I cut twenty-seven pages from Landscape five minutes ago.
Whoo-boy, what a rush.
For anyone who hasn't worked with me on a beta, I tend to--act, perhaps, as if someone is chopping off my fingers to remove a word, much less a section, or you know, three quarters of the fourth part of the story. Even if I know, intellectually, it's for the story's own good. Hell, the entire main *plotline* of that particular story is now tucked away in an abandoned document, never to be seen again, unless i need to cannibalize a bit for a few key scenes that translate over.
I do not *do* this. I just--once I write it, it's *there* for me, and I can't erase and pretend like it's not there. And now it's not, and I'm kind of feeling--well, loss, I suppose.

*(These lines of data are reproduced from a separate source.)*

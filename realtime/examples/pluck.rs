use std::{f32::consts::TAU, thread, time::Duration};

use sampler_core::{
    engine::{AdsrParameter, SamplerEvent},
    SampleBuffer,
};
use sampler_realtime::{RealtimeSampler, RealtimeSamplerConfig};

const WIDTH: usize = 60;

fn pluck(sample_rate: u32, seconds: f32) -> SampleBuffer {
    let frames = (sample_rate as f32 * seconds) as usize;
    let data = (0..frames)
        .map(|i| {
            let t = i as f32 / sample_rate as f32;
            (t * 220.0 * TAU).sin() * (-t * 3.0).exp() * 0.5
        })
        .collect();

    SampleBuffer::from_channels(vec![data], sample_rate)
        .unwrap()
        .with_name("pluck")
}

fn draw(peaks: &[f32], playhead: Option<usize>) -> String {
    peaks
        .iter()
        .enumerate()
        .map(|(column, peak)| match playhead {
            Some(p) if p == column => '|',
            _ if peak.abs() > 0.25 => '#',
            _ if peak.abs() > 0.05 => '=',
            _ => '-',
        })
        .collect()
}

fn main() {
    tracing_subscriber::fmt::init();

    let sampler = match RealtimeSampler::open_with_default_output(RealtimeSamplerConfig::default()) {
        Ok(sampler) => sampler,
        Err(err) => {
            eprintln!("Failed to open output: {err}");
            return;
        }
    };

    let sample_rate = sampler.stream_params().sample_rate;
    sampler.load_sample(pluck(sample_rate, 2.0)).unwrap();

    sampler.parameters().set(AdsrParameter::Attack, 0.01);
    sampler.parameters().set(AdsrParameter::Decay, 0.3);
    sampler.parameters().set(AdsrParameter::Sustain, 0.6);
    sampler.parameters().set(AdsrParameter::Release, 0.4);

    let _ticker = sampler.display_ticker(WIDTH, |frame| {
        println!(
            "{} {}",
            draw(frame.waveform.peaks(), frame.playhead),
            frame.sample_name.as_deref().unwrap_or("")
        );
    });

    for key in [60, 64, 67, 72] {
        sampler
            .send_event(SamplerEvent::NoteOn { key, vel: 110 })
            .unwrap();
        thread::sleep(Duration::from_millis(700));
        sampler.send_event(SamplerEvent::NoteOff { key }).unwrap();
        thread::sleep(Duration::from_millis(300));
    }

    println!("Voice Count: {}", sampler.stats().voice_count());
    thread::sleep(Duration::from_millis(500));
}
impl<S: PersistenceService, C: Clock> GameHost<S, C> {
    pub fn new(context: AssignmentContext, store: S, clock: C) -> Self {
        Self::with_rng(context, store, clock, StdRng::from_entropy())
    }

    /// Seeds the host's seed sequence, making every session reproducible.
    pub fn with_seed(context: AssignmentContext, store: S, clock: C, seed: u64) -> Self {
        Self::with_rng(context, store, clock, StdRng::seed_from_u64(seed))
    }

    fn with_rng(context: AssignmentContext, store: S, clock: C, rng: StdRng) -> Self {
        Self {
            context,
            store,
            clock,
            rng,
            seeds: SeedSequence::new(),
            game: None,
            view: HostView::Idle,
            notices: Vec::new(),
            save_results: true,
            started_at: None,
            listener: None,
        }
    }

    /// Skip persistence entirely; results are still shown.
    pub fn without_saving(mut self) -> Self {
        self.save_results = false;
        self
    }

    /// Registers the listener fired once per finished session.
    pub fn on_complete(&mut self, listener: impl FnMut(&SessionResult) + 'static) {
        self.listener = Some(Box::new(listener));
    }

    /// Resolves fresh content and starts playing. Any running session is
    /// torn down first.
    pub fn start(&mut self) -> Result<(), EngineError> {
        self.discard_game();
        let seed = self.seeds.next_seed(&mut self.rng);
        let mut session_rng = StdRng::seed_from_u64(seed);
        let difficulty = Difficulty::new(self.context.difficulty);
        let content = content::resolve(
            self.context.variant,
            &self.context.config,
            difficulty,
            &mut session_rng,
        )?;
        let game = engine::build(content, &mut session_rng, self.clock.now())?;
        info!(
            patient = %self.context.patient_id,
            game = %self.context.variant,
            difficulty = difficulty.level(),
            seed,
            "game started"
        );
        self.game = Some(game);
        self.started_at = Some(self.clock.wall());
        self.view = HostView::Playing;
        Ok(())
    }

    /// Timers already due fire before the input lands, so a feedback window
    /// that has run out never swallows the next answer.
    pub fn handle_input(&mut self, input: Input) -> Step {
        if let Some(done) = self.catch_up() {
            return done;
        }
        let now = self.clock.now();
        let Some(game) = self.playing_game() else {
            return Step::Ignored;
        };
        let step = game.handle(input, now);
        self.absorb(step)
    }

    /// Picks the `idx`-th visible option: an answer for choice games, a card
    /// for matching games.
    pub fn choose_index(&mut self, idx: usize) -> Step {
        if let Some(done) = self.catch_up() {
            return done;
        }
        let Some(game) = self.game.as_deref() else {
            return Step::Ignored;
        };
        let input = match game.variant().family() {
            Family::Matching => Input::Flip(idx),
            Family::Choice => match game.current_round().and_then(|r| r.choices.get(idx)) {
                Some(choice) => Input::Choose(choice.clone()),
                None => return Step::Ignored,
            },
            Family::SelfPaced | Family::Recording => return Step::Ignored,
        };
        self.handle_input(input)
    }

    pub fn on_tick(&mut self) -> Step {
        let now = self.clock.now();
        let Some(game) = self.playing_game() else {
            return Step::Ignored;
        };
        let step = fire_due(&mut **game, now);
        self.absorb(step)
    }

    /// Throws the finished (or abandoned) session away and starts a new one
    /// with a different seed.
    pub fn play_again(&mut self) -> Result<(), EngineError> {
        debug!(game = %self.context.variant, "play again");
        self.start()
    }

    /// Tears the session down and returns to the idle screen.
    pub fn go_back(&mut self) {
        self.discard_game();
        self.view = HostView::Idle;
    }

    pub fn view(&self) -> &HostView {
        &self.view
    }

    pub fn game(&self) -> Option<&dyn Game> {
        self.game.as_deref()
    }

    pub fn context(&self) -> &AssignmentContext {
        &self.context
    }

    pub fn notices(&self) -> &[Notice] {
        &self.notices
    }

    pub fn store(&self) -> &S {
        &self.store
    }

    pub fn clock(&self) -> &C {
        &self.clock
    }

    /// Wall-clock start of the current session.
    pub fn started_at(&self) -> Option<DateTime<Utc>> {
        self.started_at
    }

    pub fn last_seed(&self) -> Option<u64> {
        self.seeds.last()
    }

    fn playing_game(&mut self) -> Option<&mut Box<dyn Game>> {
        if self.view != HostView::Playing {
            return None;
        }
        self.game.as_mut()
    }

    /// Fires due timers; `Some` only when that finished the session.
    fn catch_up(&mut self) -> Option<Step> {
        let now = self.clock.now();
        let game = self.playing_game()?;
        match fire_due(&mut **game, now) {
            done @ Step::Completed(_) => Some(self.absorb(done)),
            _ => None,
        }
    }

    fn discard_game(&mut self) {
        if let Some(mut game) = self.game.take() {
            game.teardown();
        }
    }

    fn absorb(&mut self, step: Step) -> Step {
        if let Step::Completed(result) = &step {
            self.complete(result.clone());
        }
        step
    }

    fn complete(&mut self, result: SessionResult) {
        if self.save_results {
            self.persist(&result);
        }
        self.view = HostView::Summary(result.clone());
        if let Some(listener) = self.listener.as_mut() {
            listener(&result);
        }
    }

    /// Records the session and credits the stars; one failing write never
    /// stops the other.
    fn persist(&mut self, result: &SessionResult) {
        let ctx = &self.context;
        let game_id = ctx.variant.game_id();
        let played_at = self.clock.wall();
        if let Err(e) = self.store.record_session(
            &ctx.patient_id,
            &game_id,
            ctx.assignment_id.as_deref(),
            result,
            played_at,
        ) {
            warn!(patient = %ctx.patient_id, game = %game_id, error = %e, "failed to record session");
            self.notices.push(Notice::SaveFailed(e.to_string()));
        }
        if let Err(e) =
            self.store
                .increment_patient_stars(&ctx.patient_id, result.stars_earned, played_at)
        {
            warn!(patient = %ctx.patient_id, error = %e, "failed to update patient stars");
            self.notices.push(Notice::SaveFailed(e.to_string()));
        }
    }
}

In case anyone is curious, I'v been agonizing over this particular section pages since *November*.
I--it's not insecurity on the storyline that's getting to me. That's normal. It's that when I started, I didn't know what I was writing. It's the question that
cjandre kept asking me over and over and *over* until it finally sank in that I had not only no idea, but didn't seem inspired to *get* one. Writing just to see words only gets you so far. I kept thinking I'd *stumble* over it eventually, which I sort of did, but wouldn't it have been nice if it happened *before* I wrote this far?

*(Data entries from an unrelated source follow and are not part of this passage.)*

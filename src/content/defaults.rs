use include_dir::{include_dir, Dir};
use serde::de::DeserializeOwned;
use serde::Deserialize;
use serde_json::Value;
use tracing::warn;

use crate::error::EngineError;
use crate::variant::GameVariant;

static PACK_DIR: Dir = include_dir!("$CARGO_MANIFEST_DIR/src/content/packs");

/// Built-in content for a variant, used whenever the assignment's config is
/// missing or malformed.
pub fn load_default<T: DeserializeOwned>(variant: GameVariant) -> Result<T, EngineError> {
    let file_name = format!("{}.json", variant.game_id());
    let file = PACK_DIR
        .get_file(&file_name)
        .ok_or_else(|| EngineError::DefaultContent {
            variant,
            reason: format!("{file_name} is not bundled"),
        })?;

    let text = file
        .contents_utf8()
        .ok_or_else(|| EngineError::DefaultContent {
            variant,
            reason: format!("{file_name} is not valid utf-8"),
        })?;

    serde_json::from_str(text).map_err(|e| EngineError::DefaultContent {
        variant,
        reason: e.to_string(),
    })
}

/// Parses the therapist's config into the variant's typed config, falling back
/// to the built-in pack when required fields are absent or have the wrong shape.
pub fn parse_or_default<T: DeserializeOwned>(
    variant: GameVariant,
    config: &Value,
) -> Result<T, EngineError> {
    match <T as Deserialize>::deserialize(config) {
        Ok(parsed) => Ok(parsed),
        Err(err) => {
            if !config.is_null() {
                warn!(game = %variant, error = %err, "unusable game config, using built-in content");
            }
            load_default(variant)
        }
    }
}
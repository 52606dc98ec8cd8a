use crossterm::event::{KeyCode, KeyEvent, KeyModifiers};
use tracing::warn;

use crate::clock::Clock;
use crate::engine::{Input, Step};
use crate::host::{GameHost, HostView};
use crate::store::PersistenceService;
use crate::variant::Family;

/// What the play loop should do after a key.
#[derive(Debug, Clone, Copy, PartialEq, Eq)]
pub enum ExitType {
    Continue,
    Quit,
}

/// Terminal front end state: the host plus whatever the status line shows.
pub struct App<S: PersistenceService, C: Clock> {
    pub host: GameHost<S, C>,
    pub status: Option<String>,
}

impl<S: PersistenceService, C: Clock> App<S, C> {
    pub fn new(host: GameHost<S, C>) -> Self {
        Self { host, status: None }
    }

    pub fn start(&mut self) {
        self.status = match self.host.start() {
            Ok(()) => None,
            Err(e) => {
                warn!(error = %e, "could not start game");
                Some(e.to_string())
            }
        };
    }

    pub fn on_tick(&mut self) -> Step {
        self.host.on_tick()
    }

    pub fn on_key(&mut self, key: KeyEvent) -> ExitType {
        if key.modifiers.contains(KeyModifiers::CONTROL) && key.code == KeyCode::Char('c') {
            return ExitType::Quit;
        }

        match self.host.view().clone() {
            HostView::Idle => match key.code {
                KeyCode::Esc | KeyCode::Char('q') => return ExitType::Quit,
                KeyCode::Enter | KeyCode::Char(' ') | KeyCode::Char('r') => self.start(),
                _ => {}
            },
            HostView::Summary(_) => match key.code {
                KeyCode::Esc | KeyCode::Char('q') => return ExitType::Quit,
                KeyCode::Char('r') => {
                    self.status = self.host.play_again().err().map(|e| e.to_string());
                }
                _ => {}
            },
            HostView::Playing => match key.code {
                KeyCode::Esc => self.host.go_back(),
                code => {
                    self.play_key(code);
                }
            },
        }
        ExitType::Continue
    }

    fn play_key(&mut self, code: KeyCode) -> Step {
        let Some(family) = self.host.game().map(|g| g.variant().family()) else {
            return Step::Ignored;
        };
        match (family, code) {
            (Family::Choice, KeyCode::Char(c @ '1'..='9')) => {
                self.host.choose_index(c as usize - '1' as usize)
            }
            (Family::Matching, KeyCode::Char(c @ 'a'..='z')) => {
                self.host.choose_index(c as usize - 'a' as usize)
            }
            (Family::SelfPaced, KeyCode::Char(' ') | KeyCode::Enter) => {
                self.host.handle_input(Input::Done)
            }
            // One key toggles the recorder: a second start is ignored, so stop.
            (Family::Recording, KeyCode::Char(' ') | KeyCode::Enter) => {
                match self.host.handle_input(Input::StartRecording) {
                    Step::Ignored => self.host.handle_input(Input::Done),
                    step => step,
                }
            }
            _ => Step::Ignored,
        }
    }
}

/// Letter shown on memory card `idx`.
pub fn card_key(idx: usize) -> char {
    (b'a' + (idx % 26) as u8) as char
}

I had this long conversation with a friend about the process for me, and how it's changed but stayed essentially the same. I know plotline, begininning, and sometimes how I think it will end from the start--though the ending always changes. But the story--what it's actually *about*--I don't get until I'm usually halfway or three quarters through. Somewhere was supposed to be Lex redemptionistic, but it ended up not really about that so much as about Clark's transition from being a superhero to being--well, a superhero, just an entirely different kind. It *surprised* me, but since I was posting daily, I didn't have time to panic and rewrite, just had to go with it, a very good thing as far as the story is concerned. The Yard's started doing it already, and it was supposed to be more of a Lex story, but it's very co-character now.

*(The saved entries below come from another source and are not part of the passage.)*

use std::time::Duration;

use super::common::{merge, SessionCore};
use super::emitter::Grading;
use super::timer::TimerKind;
use super::{Feedback, Game, Input, Phase, Step};
use crate::content::{Content, Round};
use crate::error::EngineError;
use crate::session::{SessionResult, SessionState};
use crate::variant::GameVariant;

/// Binary and multiple-choice games: one answer per round, correct when it
/// equals the round's target. Rounds advance strictly one at a time.
#[derive(Debug)]
pub struct ChoiceGame {
    core: SessionCore,
}

impl ChoiceGame {
    pub fn new(content: Content, now: Duration) -> Result<Self, EngineError> {
        let total = content.rounds.len();
        let mut core = SessionCore::new(content, total, now)?;
        core.enter_round(0, now);
        Ok(Self { core })
    }

    fn choose(&mut self, choice: &str, now: Duration) -> Step {
        let Some(round) = self.core.current_round() else {
            return Step::Ignored;
        };
        let correct = round.target == choice;
        let item = round.item().to_string();
        let expected = round.target.clone();

        let state = &mut self.core.state;
        state.record_attempt(choice, correct, now);
        if !correct {
            state.record_mistake(&item, &expected, choice);
        }
        state.complete_item(now);

        let feedback = if correct {
            Feedback::Correct
        } else {
            Feedback::Incorrect { expected }
        };
        self.core.enter_feedback(feedback, now);
        Step::Updated
    }
}

impl Game for ChoiceGame {
    fn variant(&self) -> GameVariant {
        self.core.variant
    }

    fn phase(&self) -> Phase {
        self.core.phase()
    }

    fn handle(&mut self, input: Input, now: Duration) -> Step {
        if !self.core.accepts_input() {
            return Step::Ignored;
        }
        match input {
            Input::Choose(choice) => self.choose(&choice, now),
            _ => Step::Ignored,
        }
    }

    fn on_tick(&mut self, now: Duration) -> Step {
        let mut step = Step::Ignored;
        for (kind, deadline) in self.core.due(now) {
            let next = match kind {
                TimerKind::Reveal if self.core.phase() == Phase::Presenting => {
                    self.core.state.phase = Phase::AwaitingResponse;
                    Step::Updated
                }
                TimerKind::Advance => self.core.advance(|_| Grading::Choice, deadline),
                _ => Step::Ignored,
            };
            step = merge(step, next);
        }
        step
    }

    fn teardown(&mut self) {
        self.core.teardown();
    }

    fn is_torn_down(&self) -> bool {
        self.core.is_torn_down()
    }

    fn state(&self) -> &SessionState {
        &self.core.state
    }

    fn current_round(&self) -> Option<&Round> {
        self.core.current_round()
    }

    fn feedback(&self) -> Option<&Feedback> {
        self.core.feedback.as_ref()
    }

    fn result(&self) -> Option<&SessionResult> {
        self.core.result()
    }

    fn next_deadline(&self) -> Option<Duration> {
        self.core.timers.next_deadline()
    }
}
use directories::ProjectDirs;
use std::path::PathBuf;

const APP: &str = "chatterbox";

/// Centralized application directory resolution
pub struct AppDirs;

impl AppDirs {
    fn state_dir() -> Option<PathBuf> {
        if let Ok(home) = std::env::var("HOME") {
            Some(PathBuf::from(home).join(".local").join("state").join(APP))
        } else {
            ProjectDirs::from("", "", APP).map(|proj_dirs| proj_dirs.data_local_dir().to_path_buf())
        }
    }

    pub fn db_path() -> Option<PathBuf> {
        Self::state_dir().map(|dir| dir.join("sessions.db"))
    }

    /// Where logs go while the terminal UI owns the screen.
    pub fn log_path() -> Option<PathBuf> {
        Self::state_dir().map(|dir| dir.join("chatterbox.log"))
    }

    pub fn config_path() -> PathBuf {
        ProjectDirs::from("", "", APP)
            .map(|pd| pd.config_dir().join("config.json"))
            .unwrap_or_else(|| PathBuf::from("chatterbox_config.json"))
    }
}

It's almost like a change in the middle of a paragraph for me--it hits me when one piece of dialogue falls into place, one action is taken, *this* is what I was actually going for, even if I didn't know it, even if I wanted something different. And going back to the beginning and reading, I can see the pattern early on in it going this way, and it's--does that sound some kind of really weird psychotic break? I keep wanting to examine it a little, and then I wonder if examining it will take away the essential surprise and high I get when it all fits together, more or less. The one time I really remember it hitting me was figuring out Peter's wife was dead as I wrote Lex saying it in Common Spaces, which was about geez, ten pages or so from the end. Suddenly, it made *sense*, the entire idiotic story that had been driving me up the wall because while I was just as content writing cross-comic porn, I wanted it to at least pretend to have a plotline outside orgasms. Not that orgasms aren't a spectacular plotline in themselves. I still had to go back and clarify to make sure, but the pieces were there early on, and finally, I could see what to do to make them all thread together. Once she was dead, the parallels were so obvious I wondered if I'd been channeling the spirit of the Anvil at some point.
So. Twenty-seven dead pages. I feel kind of like I lost some toes. Must mull. I get a cookie, for being brave.